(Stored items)
***

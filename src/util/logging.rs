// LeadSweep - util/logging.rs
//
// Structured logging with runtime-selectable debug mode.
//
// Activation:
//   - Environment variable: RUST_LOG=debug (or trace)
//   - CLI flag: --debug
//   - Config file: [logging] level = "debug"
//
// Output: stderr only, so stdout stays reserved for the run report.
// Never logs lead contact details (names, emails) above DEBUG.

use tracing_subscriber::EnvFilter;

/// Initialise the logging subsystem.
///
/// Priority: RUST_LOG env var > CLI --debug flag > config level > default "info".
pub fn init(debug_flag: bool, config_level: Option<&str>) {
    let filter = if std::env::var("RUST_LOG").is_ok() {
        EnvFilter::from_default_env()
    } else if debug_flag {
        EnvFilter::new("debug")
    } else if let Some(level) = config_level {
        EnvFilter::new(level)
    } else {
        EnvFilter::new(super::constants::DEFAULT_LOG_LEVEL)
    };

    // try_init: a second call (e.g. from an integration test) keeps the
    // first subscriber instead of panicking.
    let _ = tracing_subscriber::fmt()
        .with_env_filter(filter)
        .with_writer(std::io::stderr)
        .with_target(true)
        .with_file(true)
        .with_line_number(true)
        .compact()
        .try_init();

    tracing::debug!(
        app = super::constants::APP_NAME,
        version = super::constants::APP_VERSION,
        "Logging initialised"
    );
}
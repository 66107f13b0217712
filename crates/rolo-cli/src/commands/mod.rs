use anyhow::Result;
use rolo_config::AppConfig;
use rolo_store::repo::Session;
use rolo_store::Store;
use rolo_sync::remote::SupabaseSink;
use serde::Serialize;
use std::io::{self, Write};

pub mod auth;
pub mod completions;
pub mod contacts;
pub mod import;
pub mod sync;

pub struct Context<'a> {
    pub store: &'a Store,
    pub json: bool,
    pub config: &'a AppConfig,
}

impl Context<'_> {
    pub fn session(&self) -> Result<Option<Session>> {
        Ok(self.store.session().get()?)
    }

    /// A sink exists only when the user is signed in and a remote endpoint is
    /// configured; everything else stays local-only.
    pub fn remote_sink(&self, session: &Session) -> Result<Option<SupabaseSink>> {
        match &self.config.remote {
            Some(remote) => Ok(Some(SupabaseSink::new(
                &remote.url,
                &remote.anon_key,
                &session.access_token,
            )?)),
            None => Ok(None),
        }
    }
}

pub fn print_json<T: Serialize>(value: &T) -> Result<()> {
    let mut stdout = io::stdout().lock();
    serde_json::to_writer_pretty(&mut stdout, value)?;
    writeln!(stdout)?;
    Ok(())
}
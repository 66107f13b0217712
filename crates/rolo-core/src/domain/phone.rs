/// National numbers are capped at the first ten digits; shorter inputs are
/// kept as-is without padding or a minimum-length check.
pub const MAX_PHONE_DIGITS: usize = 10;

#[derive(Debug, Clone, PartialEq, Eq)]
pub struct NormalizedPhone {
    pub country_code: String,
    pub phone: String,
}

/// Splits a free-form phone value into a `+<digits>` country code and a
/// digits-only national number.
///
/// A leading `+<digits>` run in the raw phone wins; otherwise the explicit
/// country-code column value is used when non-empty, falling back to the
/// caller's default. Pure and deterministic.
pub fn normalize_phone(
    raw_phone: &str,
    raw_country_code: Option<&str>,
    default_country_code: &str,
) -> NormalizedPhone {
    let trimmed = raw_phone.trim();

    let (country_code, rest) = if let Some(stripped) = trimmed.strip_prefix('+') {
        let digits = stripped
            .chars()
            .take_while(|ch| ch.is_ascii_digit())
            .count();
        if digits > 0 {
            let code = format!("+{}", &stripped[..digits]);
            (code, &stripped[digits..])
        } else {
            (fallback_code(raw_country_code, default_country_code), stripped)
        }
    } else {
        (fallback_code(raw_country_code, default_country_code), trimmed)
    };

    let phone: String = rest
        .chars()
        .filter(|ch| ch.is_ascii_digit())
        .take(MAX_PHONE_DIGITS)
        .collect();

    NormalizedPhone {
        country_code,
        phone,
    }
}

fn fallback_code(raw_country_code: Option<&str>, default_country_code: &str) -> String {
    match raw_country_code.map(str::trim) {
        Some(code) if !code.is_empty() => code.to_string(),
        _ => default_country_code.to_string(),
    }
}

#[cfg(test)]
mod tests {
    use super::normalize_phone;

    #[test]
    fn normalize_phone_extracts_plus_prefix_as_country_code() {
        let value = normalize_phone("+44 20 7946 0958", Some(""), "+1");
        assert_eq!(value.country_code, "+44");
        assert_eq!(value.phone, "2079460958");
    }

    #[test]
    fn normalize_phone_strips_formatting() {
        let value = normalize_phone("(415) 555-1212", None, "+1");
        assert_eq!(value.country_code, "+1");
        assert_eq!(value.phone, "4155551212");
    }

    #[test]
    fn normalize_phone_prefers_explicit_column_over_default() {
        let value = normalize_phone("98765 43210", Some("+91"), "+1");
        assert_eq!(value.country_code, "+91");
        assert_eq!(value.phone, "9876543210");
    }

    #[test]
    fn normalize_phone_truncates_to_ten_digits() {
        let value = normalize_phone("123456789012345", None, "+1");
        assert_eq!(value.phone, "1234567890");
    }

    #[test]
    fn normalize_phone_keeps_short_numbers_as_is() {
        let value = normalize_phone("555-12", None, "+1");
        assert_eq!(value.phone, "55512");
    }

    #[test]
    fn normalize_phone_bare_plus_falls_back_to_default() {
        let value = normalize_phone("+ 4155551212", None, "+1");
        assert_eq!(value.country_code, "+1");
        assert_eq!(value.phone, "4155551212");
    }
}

***

=== What this task involves ===
Lines with "stdout" in them are what the answer must contain; copy each from the records above.

=== Response to this exercise ===
// Output: stderr only, so stdout stays reserved for the run report.
    let mut stdout = io::stdout().lock();
    serde_json::to_writer_pretty(&mut stdout, value)?;
    writeln!(stdout)?;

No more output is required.